Modern Hayatta Yalnızlık ve Çözüm Arayışları
Bu süreci yaşayan gelişmiş ülkelerde insanların yalnızlaşmasının önüne geçmek için çeşitli tedbirler alınmaya çalışılıyor.
Mesela, Anadolu Ajansı “Dünyada yalnızlık salgını yayılıyor: Seul, 327 milyon dolar harcayacak” haberini “her yıl, Güney Kore’de binlerce insan yalnız ölüyor, bazen cesetleri bulunması günler veya haftalar alıyor. Bu durum, o kadar acil bir hal aldı ki hükümet bu problemle mücadele için 327 milyon dolar harcayacak” şeklinde detaylandırıyor (2024).
Peki, bu durumdan ve kötü gidişten nasıl kurtulunabilir? Sivil toplum kuruluşları olan dernekler, vakıflar, odalar vb. bu konuda neler yapabilir? Ya da dini tarikat ve cemaatler nasıl çözüm sağlayabilir?
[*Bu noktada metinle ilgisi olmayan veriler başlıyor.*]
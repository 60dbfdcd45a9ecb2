use bevy::prelude::*;
use bevy::sprite::{ColorMaterial, MeshMaterial2d};
use bevy_rapier2d::prelude::*;
use rand::Rng;

use crate::core::components::{Ball, BallCircleVisual, BallRadius, SpawnStamp};
use crate::core::config::GameConfig;
use crate::core::system::system_order::PrePhysicsSet;
use crate::interaction::input::PointerState;

/// Shared unit-circle mesh (radius 0.5); ball visuals scale it to diameter.
#[derive(Resource, Deref, Clone)]
pub struct CircleMesh(pub Handle<Mesh>);

/// Monotonic source for `SpawnStamp` ordinals.
#[derive(Resource, Default, Debug)]
pub struct SpawnCounter(pub u64);
impl SpawnCounter {
    pub fn next(&mut self) -> SpawnStamp {
        let stamp = SpawnStamp(self.0);
        self.0 += 1;
        stamp
    }
}

/// Rate limiter for spawn-while-dragging.
#[derive(Resource, Deref, DerefMut)]
pub struct DragSpawnTimer(pub Timer);

pub struct BallSpawnPlugin;

impl Plugin for BallSpawnPlugin {
    fn build(&self, app: &mut App) {
        app.init_resource::<SpawnCounter>()
            .add_systems(Startup, setup_spawn_resources)
            .add_systems(
                Update,
                (
                    pointer_spawn_balls.in_set(PrePhysicsSet),
                    keyboard_spawn_balls.in_set(PrePhysicsSet),
                    enforce_ball_cap
                        .after(pointer_spawn_balls)
                        .after(keyboard_spawn_balls)
                        .in_set(PrePhysicsSet),
                ),
            );
    }
}

fn setup_spawn_resources(mut commands: Commands, mut meshes: ResMut<Assets<Mesh>>, cfg: Res<GameConfig>) {
    let handle = meshes.add(Mesh::from(Circle { radius: 0.5 }));
    commands.insert_resource(CircleMesh(handle));
    commands.insert_resource(DragSpawnTimer(Timer::from_seconds(
        cfg.balls.drag_spawn_interval.max(0.0),
        TimerMode::Repeating,
    )));
}

pub fn random_ball_color(rng: &mut impl Rng) -> Color {
    Color::srgb(
        rng.gen::<f32>() * 0.9 + 0.1,
        rng.gen::<f32>() * 0.9 + 0.1,
        rng.gen::<f32>() * 0.9 + 0.1,
    )
}

/// Single creation path for every ball: dynamic body + ball collider on the
/// parent, circle mesh child scaled to diameter.
pub fn spawn_ball_entity(
    commands: &mut Commands,
    circle: &Handle<Mesh>,
    materials: &mut Assets<ColorMaterial>,
    counter: &mut SpawnCounter,
    cfg: &GameConfig,
    pos: Vec2,
    vel: Vec2,
    color: Color,
) -> Entity {
    let radius = cfg.balls.radius;
    let material = materials.add(color);
    commands
        .spawn((
            Transform::from_translation(pos.extend(0.0)),
            GlobalTransform::default(),
            Visibility::default(),
            RigidBody::Dynamic,
            Collider::ball(radius),
            Velocity::linear(vel),
            Restitution::coefficient(cfg.bounce.restitution),
            Damping {
                linear_damping: 0.0,
                angular_damping: 0.0,
            },
            Ball,
            BallRadius(radius),
            counter.next(),
        ))
        .with_children(|parent| {
            parent.spawn((
                BallCircleVisual,
                Mesh2d::from(circle.clone()),
                MeshMaterial2d(material),
                Transform::from_scale(Vec3::splat(radius * 2.0)),
            ));
        })
        .id()
}

/// Mouse/touch spawning: one ball on press, one on release, and a
/// timer-limited stream while the pointer is held down.
fn pointer_spawn_balls(
    mut commands: Commands,
    time: Res<Time>,
    pointer: Res<PointerState>,
    mut timer: ResMut<DragSpawnTimer>,
    circle: Res<CircleMesh>,
    mut materials: ResMut<Assets<ColorMaterial>>,
    mut counter: ResMut<SpawnCounter>,
    cfg: Res<GameConfig>,
) {
    // Pick up hot-reloaded interval changes.
    let interval = cfg.balls.drag_spawn_interval.max(0.0);
    if (timer.duration().as_secs_f32() - interval).abs() > f32::EPSILON {
        timer.set_duration(std::time::Duration::from_secs_f32(interval));
    }
    let Some(pos) = pointer.world_pos else {
        return;
    };
    let mut rng = rand::thread_rng();
    if pointer.just_pressed {
        timer.reset();
        spawn_ball_entity(
            &mut commands,
            &circle.0,
            &mut materials,
            &mut counter,
            &cfg,
            pos,
            Vec2::ZERO,
            random_ball_color(&mut rng),
        );
    } else if pointer.held {
        timer.tick(time.delta());
        if timer.just_finished() {
            spawn_ball_entity(
                &mut commands,
                &circle.0,
                &mut materials,
                &mut counter,
                &cfg,
                pos,
                Vec2::ZERO,
                random_ball_color(&mut rng),
            );
        }
    }
    if pointer.just_released {
        spawn_ball_entity(
            &mut commands,
            &circle.0,
            &mut materials,
            &mut counter,
            &cfg,
            pos,
            Vec2::ZERO,
            random_ball_color(&mut rng),
        );
    }
}

/// Space spawns from the window center (world origin) with velocity aimed at
/// the last pointer position.
fn keyboard_spawn_balls(
    mut commands: Commands,
    keys: Res<ButtonInput<KeyCode>>,
    pointer: Res<PointerState>,
    circle: Res<CircleMesh>,
    mut materials: ResMut<Assets<ColorMaterial>>,
    mut counter: ResMut<SpawnCounter>,
    cfg: Res<GameConfig>,
) {
    if !keys.just_pressed(KeyCode::Space) {
        return;
    }
    let center = Vec2::ZERO;
    let target = pointer.world_pos.unwrap_or(center);
    let vel = (target - center) * cfg.balls.keyboard_speed_scale;
    let mut rng = rand::thread_rng();
    let entity = spawn_ball_entity(
        &mut commands,
        &circle.0,
        &mut materials,
        &mut counter,
        &cfg,
        center,
        vel,
        random_ball_color(&mut rng),
    );
    debug!(?entity, vel_x = vel.x, vel_y = vel.y, "keyboard ball spawned toward pointer");
}

/// Capped pool: evict oldest stamps first whenever the live ball count
/// exceeds `balls.max_count`.
pub fn enforce_ball_cap(
    mut commands: Commands,
    cfg: Res<GameConfig>,
    q_balls: Query<(Entity, &SpawnStamp), With<Ball>>,
) {
    let max = cfg.balls.max_count;
    let count = q_balls.iter().count();
    if count <= max {
        return;
    }
    let mut stamped: Vec<(SpawnStamp, Entity)> = q_balls.iter().map(|(e, s)| (*s, e)).collect();
    stamped.sort_unstable_by_key(|(s, _)| *s);
    let excess = count - max;
    for (_, entity) in stamped.into_iter().take(excess) {
        commands.entity(entity).despawn();
    }
    debug!(evicted = excess, live = max, "ball cap enforced");
}
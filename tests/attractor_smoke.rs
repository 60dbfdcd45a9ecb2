use bevy::prelude::*;
use bevy::sprite::ColorMaterial;
use bevy_rapier2d::prelude::Velocity;

use bouncy::core::components::Ball;
use bouncy::core::config::config::GameConfig;
use bouncy::interaction::input::PointerState;
use bouncy::physics::attractor::{CursorAttractorPlugin, CursorField};

fn attractor_app() -> App {
    let mut app = App::new();
    app.add_plugins(MinimalPlugins);
    app.insert_resource(GameConfig::default());
    app.insert_resource(Assets::<Mesh>::default());
    app.insert_resource(Assets::<ColorMaterial>::default());
    app.init_resource::<PointerState>();
    app.init_resource::<ButtonInput<KeyCode>>();
    app.add_plugins(CursorAttractorPlugin);
    // Startup spawns the field entity at the origin.
    app.update();
    app
}

fn field_x(app: &mut App) -> f32 {
    let world = app.world_mut();
    let mut q = world.query_filtered::<&Transform, With<CursorField>>();
    q.iter(world).next().expect("field exists").translation.x
}

#[test]
fn field_chases_pointer_with_smoothing() {
    let mut app = attractor_app();
    app.world_mut().resource_mut::<PointerState>().world_pos = Some(Vec2::new(200.0, 0.0));
    for _ in 0..3 {
        app.update();
    }
    let x = field_x(&mut app);
    assert!(
        x > 0.0 && x < 200.0,
        "field should be en route to the pointer, got x={x}"
    );
}

#[test]
fn balls_are_pulled_toward_the_field() {
    let mut app = attractor_app();
    // Pointer far to the left; field starts at the origin and drifts left,
    // so the pull on a right-hand ball must point left.
    app.world_mut().resource_mut::<PointerState>().world_pos = Some(Vec2::new(-200.0, 0.0));
    let ball = app
        .world_mut()
        .spawn((
            Ball,
            Transform::from_xyz(100.0, 0.0, 0.0),
            Velocity::linear(Vec2::ZERO),
        ))
        .id();
    for _ in 0..3 {
        app.update();
    }
    let vel = app.world().get::<Velocity>(ball).unwrap();
    assert!(
        vel.linvel.x < 0.0,
        "ball velocity should point toward the field, got {:?}",
        vel.linvel
    );
}

#[test]
fn key_a_toggles_the_field() {
    let mut app = attractor_app();
    app.world_mut()
        .resource_mut::<ButtonInput<KeyCode>>()
        .press(KeyCode::KeyA);
    app.update();
    let world = app.world_mut();
    let mut q = world.query::<&CursorField>();
    let field = q.iter(world).next().expect("field exists");
    assert!(
        !field.enabled,
        "default-enabled field should be off after one KeyA press"
    );
}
İslam Düşüncesinde Cemaatin Yeri ve Önemi
Mesela, cemaat kavramı, İslam düşüncesinde merkezi bir yer tutar. Hz. Peygamber, ümmetine Kur’an ve sünnete sarılarak birlik ve beraberliği muhafaza etmelerini tavsiye etmiştir. Bu birlik, İslam toplumunun güçlü ve dayanıklı olmasını sağlar.
Hadislerde, cemaatten ayrılmanın tehlikelerine dikkat çekilmiştir. Cemaatten uzaklaşmak, bireylerin manevi ve toplumsal destekten mahrum kalmasına yol açabilir.
“Allah, kendi yolunda birbirine kenetlenmiş, kurşunla perçinlenmiş bir bina gibi saf bağlayarak mücadele edenleri sever.” (Saff Suresi; 4. ayet) ve “Hep birlikte Allah’ın ipine sımsıkı sarılın; ayrılmayın.” (Âl-i İmrân Suresi; 103. ayet) ayetleri Müslümanların, ayrılıklardan uzak durarak; cemaat bilinciyle birlik içinde hareket etmelerinin önemini vurgular.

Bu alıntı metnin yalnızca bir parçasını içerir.